After that, my day deteriorated considerably. In Terreiro de Jesus, a character nicknamed "Robo" (not his real name, short for Robocop) latched onto me. It was hard to shake him loose. If I were a man, I'd feel freer to make "friends in the street".
I was trying to get a good rate for $20 and one shopowner (or clerk?) was patently insulting, "talking down" to me in a garble of Italian, English and whatnot. I'm afraid I lost my temper. Then Robo stepped in and took me to another shop. He probably got a commission.
Robo has one eye and dreadlocks. He said he makes berimbaus for Naná Vasconcelos, the famous percussionist.

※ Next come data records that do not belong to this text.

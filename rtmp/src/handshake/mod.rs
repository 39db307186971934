//! Passive tracking of one side of an RTMP handshake.
//!
//! An RTMP handshake consists of each peer sending a single version byte (C0/S0) followed by
//! two 1536 byte packets (C1/S1 and C2/S2).  The contents of the 1536 byte packets are not
//! validated, only counted, since an observer has no way to check the digest or echo without
//! seeing both sides perfectly in order.  What is checked is that neither peer sends its
//! second packet before receiving the other peer's first packet.

mod errors;

pub use self::errors::HandshakeError;

use crate::messages::{read_connect_message, ConnectMetadata};
use std::cmp::min;
use tracing::trace;

/// The only RTMP version this tracker accepts in C0/S0
pub const RTMP_VERSION: u8 = 3;

/// Size of the C1/S1 and C2/S2 handshake packets
pub const HANDSHAKE_PACKET_SIZE: u16 = 1536;

/// Progress of a single peer through the handshake.  States are ordered, so a peer is "at or
/// past" a state when it compares greater than or equal to it.
#[derive(Eq, PartialEq, PartialOrd, Ord, Debug, Clone, Copy)]
pub enum HandshakeState {
    Init,
    SentHandshake0,
    SendingHandshake1,
    SentHandshake1,
    SendingHandshake2,
    SentHandshake2,

    /// Nothing more is of interest from this peer
    Done,
}

/// Which side of the connection a tracker is watching
#[derive(Eq, PartialEq, Debug, Clone, Copy)]
pub enum PeerType {
    Client,
    Server,
}

/// Consumes the bytes one peer sends during the handshake, which may arrive split across any
/// number of packets.
#[derive(Debug)]
pub struct HandshakeTracker {
    peer_type: PeerType,
    state: HandshakeState,
    bytes_left: u16,
}

impl HandshakeTracker {
    pub fn new(peer_type: PeerType) -> HandshakeTracker {
        HandshakeTracker {
            peer_type,
            state: HandshakeState::Init,
            bytes_left: 0,
        }
    }

    pub fn peer_type(&self) -> PeerType {
        self.peer_type
    }

    pub fn state(&self) -> HandshakeState {
        self.state
    }

    /// Bytes still expected for the handshake packet currently being sent.  Only meaningful
    /// while in one of the `Sending` states.
    pub fn bytes_left(&self) -> u16 {
        self.bytes_left
    }

    pub fn is_done(&self) -> bool {
        self.state == HandshakeState::Done
    }

    /// Consumes all of `bytes`, advancing through as many states as the bytes allow.
    ///
    /// `peer_state` is the current state of the tracker watching the other direction.  Once the
    /// client's handshake is complete the bytes that follow are parsed as the connect command,
    /// with any captured values stored in `metadata`.  The connect command must arrive in the
    /// same call that its first byte does.
    pub fn process_bytes(
        &mut self,
        bytes: &[u8],
        peer_state: HandshakeState,
        metadata: &mut ConnectMetadata,
    ) -> Result<(), HandshakeError> {
        let mut input = bytes;

        loop {
            match self.state {
                HandshakeState::Init => {
                    let version = match input.first() {
                        Some(version) => *version,
                        None => return Ok(()),
                    };

                    // The server cannot respond before the client has started the handshake
                    if self.peer_type == PeerType::Server {
                        self.require_peer(peer_state, HandshakeState::SentHandshake0)?;
                    }

                    if version != RTMP_VERSION {
                        return Err(HandshakeError::BadVersionId { version });
                    }

                    input = &input[1..];
                    self.set_state(HandshakeState::SentHandshake0);
                }

                HandshakeState::SentHandshake0 => {
                    if input.is_empty() {
                        return Ok(());
                    }

                    self.start_packet(HandshakeState::SendingHandshake1);
                }

                HandshakeState::SendingHandshake1 => {
                    if !self.consume_packet(&mut input, HandshakeState::SentHandshake1) {
                        return Ok(());
                    }
                }

                HandshakeState::SentHandshake1 => {
                    if input.is_empty() {
                        return Ok(());
                    }

                    // C2 echoes S1 and S2 echoes C1, so neither can be sent early
                    self.require_peer(peer_state, HandshakeState::SentHandshake1)?;
                    self.start_packet(HandshakeState::SendingHandshake2);
                }

                HandshakeState::SendingHandshake2 => {
                    if !self.consume_packet(&mut input, HandshakeState::SentHandshake2) {
                        return Ok(());
                    }
                }

                HandshakeState::SentHandshake2 => match self.peer_type {
                    PeerType::Client => {
                        if input.is_empty() {
                            return Ok(());
                        }

                        read_connect_message(&mut input, metadata)?;
                        self.set_state(HandshakeState::Done);
                    }

                    PeerType::Server => self.set_state(HandshakeState::Done),
                },

                HandshakeState::Done => return Ok(()),
            }
        }
    }

    fn require_peer(
        &self,
        peer_state: HandshakeState,
        required: HandshakeState,
    ) -> Result<(), HandshakeError> {
        if peer_state < required {
            return Err(HandshakeError::PeerNotReady {
                peer: self.peer_type,
                actual: self.state,
                required,
                peer_state,
            });
        }

        Ok(())
    }

    fn start_packet(&mut self, sending_state: HandshakeState) {
        self.bytes_left = HANDSHAKE_PACKET_SIZE;
        self.set_state(sending_state);
    }

    /// Returns true once every byte of the current handshake packet has been consumed
    fn consume_packet(&mut self, input: &mut &[u8], sent_state: HandshakeState) -> bool {
        let count = min(input.len(), self.bytes_left as usize);
        *input = &input[count..];
        self.bytes_left -= count as u16;

        if self.bytes_left > 0 {
            trace!(
                peer = ?self.peer_type,
                bytes_left = self.bytes_left,
                "Handshake packet partially received"
            );

            return false;
        }

        self.set_state(sent_state);
        true
    }

    fn set_state(&mut self, state: HandshakeState) {
        trace!(peer = ?self.peer_type, from = ?self.state, to = ?state, "Handshake state changed");
        self.state = state;
    }
}
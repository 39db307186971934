//! Cursor style reader over a borrowed AMF0 encoded buffer

use crate::errors::Amf0ScanError;
use crate::markers;
use byteorder::{BigEndian, ByteOrder};

/// Walks AMF0 encoded bytes without copying them.
///
/// The reader only ever moves forward.  A failed read leaves the reader positioned where it
/// was before the read began, but callers scanning untrusted data are expected to abandon the
/// whole buffer on the first error.
pub struct Amf0Reader<'a> {
    bytes: &'a [u8],
}

impl<'a> Amf0Reader<'a> {
    pub fn new(bytes: &'a [u8]) -> Amf0Reader<'a> {
        Amf0Reader { bytes }
    }

    /// Number of bytes that have not been consumed yet
    pub fn remaining(&self) -> usize {
        self.bytes.len()
    }

    pub fn is_empty(&self) -> bool {
        self.bytes.is_empty()
    }

    /// Returns the next `count` bytes without consuming them
    pub fn peek(&self, count: usize) -> Result<&'a [u8], Amf0ScanError> {
        if self.bytes.len() < count {
            return Err(Amf0ScanError::UnexpectedEof {
                needed: count,
                available: self.bytes.len(),
            });
        }

        Ok(&self.bytes[..count])
    }

    /// Consumes and returns the next `count` bytes
    pub fn take(&mut self, count: usize) -> Result<&'a [u8], Amf0ScanError> {
        let taken = self.peek(count)?;
        self.bytes = &self.bytes[count..];
        Ok(taken)
    }

    pub fn read_u8(&mut self) -> Result<u8, Amf0ScanError> {
        Ok(self.take(1)?[0])
    }

    pub fn read_u16(&mut self) -> Result<u16, Amf0ScanError> {
        Ok(BigEndian::read_u16(self.take(2)?))
    }

    /// Consumes the next byte, requiring it to be the specified type marker
    pub fn expect_marker(&mut self, expected: u8) -> Result<(), Amf0ScanError> {
        let actual = self.peek(1)?[0];
        if actual != expected {
            return Err(Amf0ScanError::UnexpectedMarker { expected, actual });
        }

        self.bytes = &self.bytes[1..];
        Ok(())
    }

    /// Reads a string value (marker, 16 bit length, bytes) and returns its raw bytes.
    ///
    /// Zero length strings are rejected.
    pub fn read_string_bytes(&mut self) -> Result<&'a [u8], Amf0ScanError> {
        let header = self.peek(3)?;
        if header[0] != markers::STRING_MARKER {
            return Err(Amf0ScanError::UnexpectedMarker {
                expected: markers::STRING_MARKER,
                actual: header[0],
            });
        }

        let length = BigEndian::read_u16(&header[1..3]) as usize;
        if length == 0 {
            return Err(Amf0ScanError::EmptyString);
        }

        self.peek(3 + length)?;
        self.bytes = &self.bytes[3..];
        self.take(length)
    }

    /// Reads a string value into a newly owned `String`.
    ///
    /// AMF0 strings are nominally UTF-8, but captured traffic is not guaranteed to be, so
    /// invalid sequences are replaced rather than rejected.
    pub fn read_string(&mut self) -> Result<String, Amf0ScanError> {
        let bytes = self.read_string_bytes()?;
        Ok(String::from_utf8_lossy(bytes).into_owned())
    }

    /// Skips over a single number, boolean or string value.  Any other value type is an error.
    pub fn skip_value(&mut self) -> Result<(), Amf0ScanError> {
        let marker = self.peek(1)?[0];
        let length = match marker {
            markers::NUMBER_MARKER => 1 + 8,
            markers::BOOLEAN_MARKER => 1 + 1,
            markers::STRING_MARKER => {
                let header = self.peek(3)?;
                3 + BigEndian::read_u16(&header[1..3]) as usize
            }

            x => return Err(Amf0ScanError::UnsupportedMarker { marker: x }),
        };

        self.take(length)?;
        Ok(())
    }
}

That may be so, but I seriously doubt that his motive in taking me over was entirely pure. [I finally got rid of him by letting him follow me into a coffee shop, and ordering for myself without offering to buy him anything.]
I took off for the Lacerda lift, and was once again assaulted by vendors in the Mercado Modelo - I began to feel dazed. In the end, I bought trinkets for most of my friends, t-shirts (one for me) and postcards. I also found Waldeloir Rego's book Capoeira Angola!
To buy it, I had to exchange $$ in the Mercado Modelo at a bad rate, go back up the lift to the bookshop, then down again, wait 1/2 an hour at the bus stop (which is gorgeous, right in front of the Navy headquarters looking up at the old buildings climbing the precipice that divides the old city from the commercial sector and facing the massive lift) and cram myself into a bus along with 100 other bodies, one of them very wet, for an hour's ride back home. I went to bed early and slept profoundly.
Yesterday, I went to Z's workplace for a Christmas party, which consisted of carols, mass read by a fire-and-brimstone priest, Brazilian snack food, including shrimp and shredded chicken in savory pastry and Arabian meatballs, as well as Coke and Fanta (ubiquitous here). [After eating those snacks, I'd had lunch, as far as I was concerned, which is why snacks are called lanches in Brazil.]
In the evening, we went to a student dance concert at the Castro Alves Theater as the guests of a teacher at the federal university.
Apart from the evenings, it's very hot and humid here. That contributes to my exhaustion. There was a prolonged attack of mosquitoes here too - at night, of course. I looked for a while as though I had chicken pox!